Types of Health Insurance Providers:
Public Health Insurance: Encompasses a range of insurance coverage for the disabled (Medicare), the impoverished (Medicaid) as well as to veterans of military service through the Veterans Administration to name a few. To learn more about public health insurance, use the following links:
Children’s Health Insurance Program (CHIP)
Free or Low-Cost Care
Medicare Part A or Hospital Insurance
Medicare Part B or Medical Insurance
Medicare Advantage Plans or Medicare Part C
Medicare Part D or Prescription Drug Coverage
Private Health Insurance: Typically offered within most employers benefits packages to employees as a perk of their employment. These policies typically will insure the employee with options for family coverage as well. Universal Health Care coverage is not available in the United States, which is why Private Health Insurance is more commonly used. To learn more about Private Health Insurance use the following links:
Small Business and Health Insurance
Small Business Health Options Program
Small Businesses and the Affordable Care Act
Large Business and Health Insurance
Health Insurance and the Self-Employed
Types of Health Insurance Plans:
Health Maintenance Organization (HMO) – a managed care plan
Point of Service (POS) – a managed care plan
Preferred Provider Organization (PPO) – a managed care plan
Health Saving Account (HSA) – used for tax benefits.
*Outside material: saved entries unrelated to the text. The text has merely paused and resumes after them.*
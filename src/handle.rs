//! Opaque record source for a host execution engine.
//!
//! The two constructors mirror the host-side dataset operations: both take the
//! list of filenames plus the compression designator in string form. The host
//! owns the handle and pulls records with [`DatasetHandle::get_next`].

use std::path::PathBuf;

use crate::{
    datasets::mnist::{Builder, FileKind, ImageDataset, LabelDataset, OutputShape, Record},
    error::Result,
};

pub enum DatasetHandle {
    Images(ImageDataset),
    Labels(LabelDataset),
}

impl DatasetHandle {
    pub fn images<I: IntoIterator<Item = P>, P: Into<PathBuf>>(filenames: I, compression_type: &str) -> Result<Self> {
        Ok(Self::Images(Builder::new().filenames(filenames).compression_type(compression_type)?.images()?))
    }

    pub fn labels<I: IntoIterator<Item = P>, P: Into<PathBuf>>(filenames: I, compression_type: &str) -> Result<Self> {
        Ok(Self::Labels(Builder::new().filenames(filenames).compression_type(compression_type)?.labels()?))
    }

    pub fn get_next(&mut self) -> Result<Option<Record>> {
        Ok(match self {
            Self::Images(d) => d.next_record()?.map(Record::from),
            Self::Labels(d) => d.next_record()?.map(Record::from),
        })
    }

    pub fn restart(&mut self) -> Result<()> {
        match self {
            Self::Images(d) => d.restart(),
            Self::Labels(d) => d.restart(),
        }
    }

    pub fn kind(&self) -> FileKind {
        match self {
            Self::Images(_) => FileKind::Images,
            Self::Labels(_) => FileKind::Labels,
        }
    }

    /// Rank 2 for images, rank 0 for labels. Image dimensions are only known
    /// once a header has been read.
    pub fn output_shape(&self) -> OutputShape {
        match self {
            Self::Images(d) => d.output_shape(),
            Self::Labels(d) => d.output_shape(),
        }
    }
}

#[cfg(test)]
mod tests {
    use std::fs;
    use tempfile::tempdir;

    use super::*;
    use crate::{datasets::mnist::LabelRecord, error::Error};

    #[test]
    fn label_handle() {
        let dir = tempdir().unwrap();
        let path = dir.path().join("labels");
        fs::write(&path, [0u8, 0, 8, 1, 0, 0, 0, 1, 8]).unwrap();

        let mut handle = DatasetHandle::labels([&path], "").unwrap();
        assert_eq!(handle.kind(), FileKind::Labels);
        assert_eq!(handle.output_shape().rank(), 0);
        assert_eq!(handle.get_next().unwrap(), Some(Record::Label(LabelRecord(8))));
        assert_eq!(handle.get_next().unwrap(), None);
        handle.restart().unwrap();
        assert_eq!(handle.get_next().unwrap(), Some(Record::Label(LabelRecord(8))));
    }

    #[test]
    fn unknown_compression_designator() {
        let err = DatasetHandle::images(Vec::<PathBuf>::new(), "snappy").err().unwrap();
        assert!(matches!(err, Error::UnknownCompression(_)));
    }
}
With a HMO, POS or PPO insurance plan, your health care provider is under contract with your insurance company and through that contract they provide discounts on medical care.
Health Insurance Benefits:
With the rising cost of medical care, health insurance provides you access to health care that may otherwise be too costly. In a time of illness or accident, you will find that having health insurance has the following benefits:
Provides Caps – Makes Medical Care More affordable: Medical insurance provides a cap on the amount of out-of-pocket expenses you will have to pay. Treatments, surgeries, medications and doctor’s office visits for a serious illness or accident can cost the uninsured well over $1 million. Studies have shown that the highest percentage of Americans who file bankruptcy each year can directly associate their debt to medical expenses.
Early Detection and Lower Mortality: Studies show that those with medical insurance are far more likely to regularly visit their doctor. Regular medical exams allow for early detection of disease and other illness as well as allow for the treatment of health issues such as high blood pressure and high cholesterol before serious heart disease can develop or moderately high blood sugar before Diabetes can develop.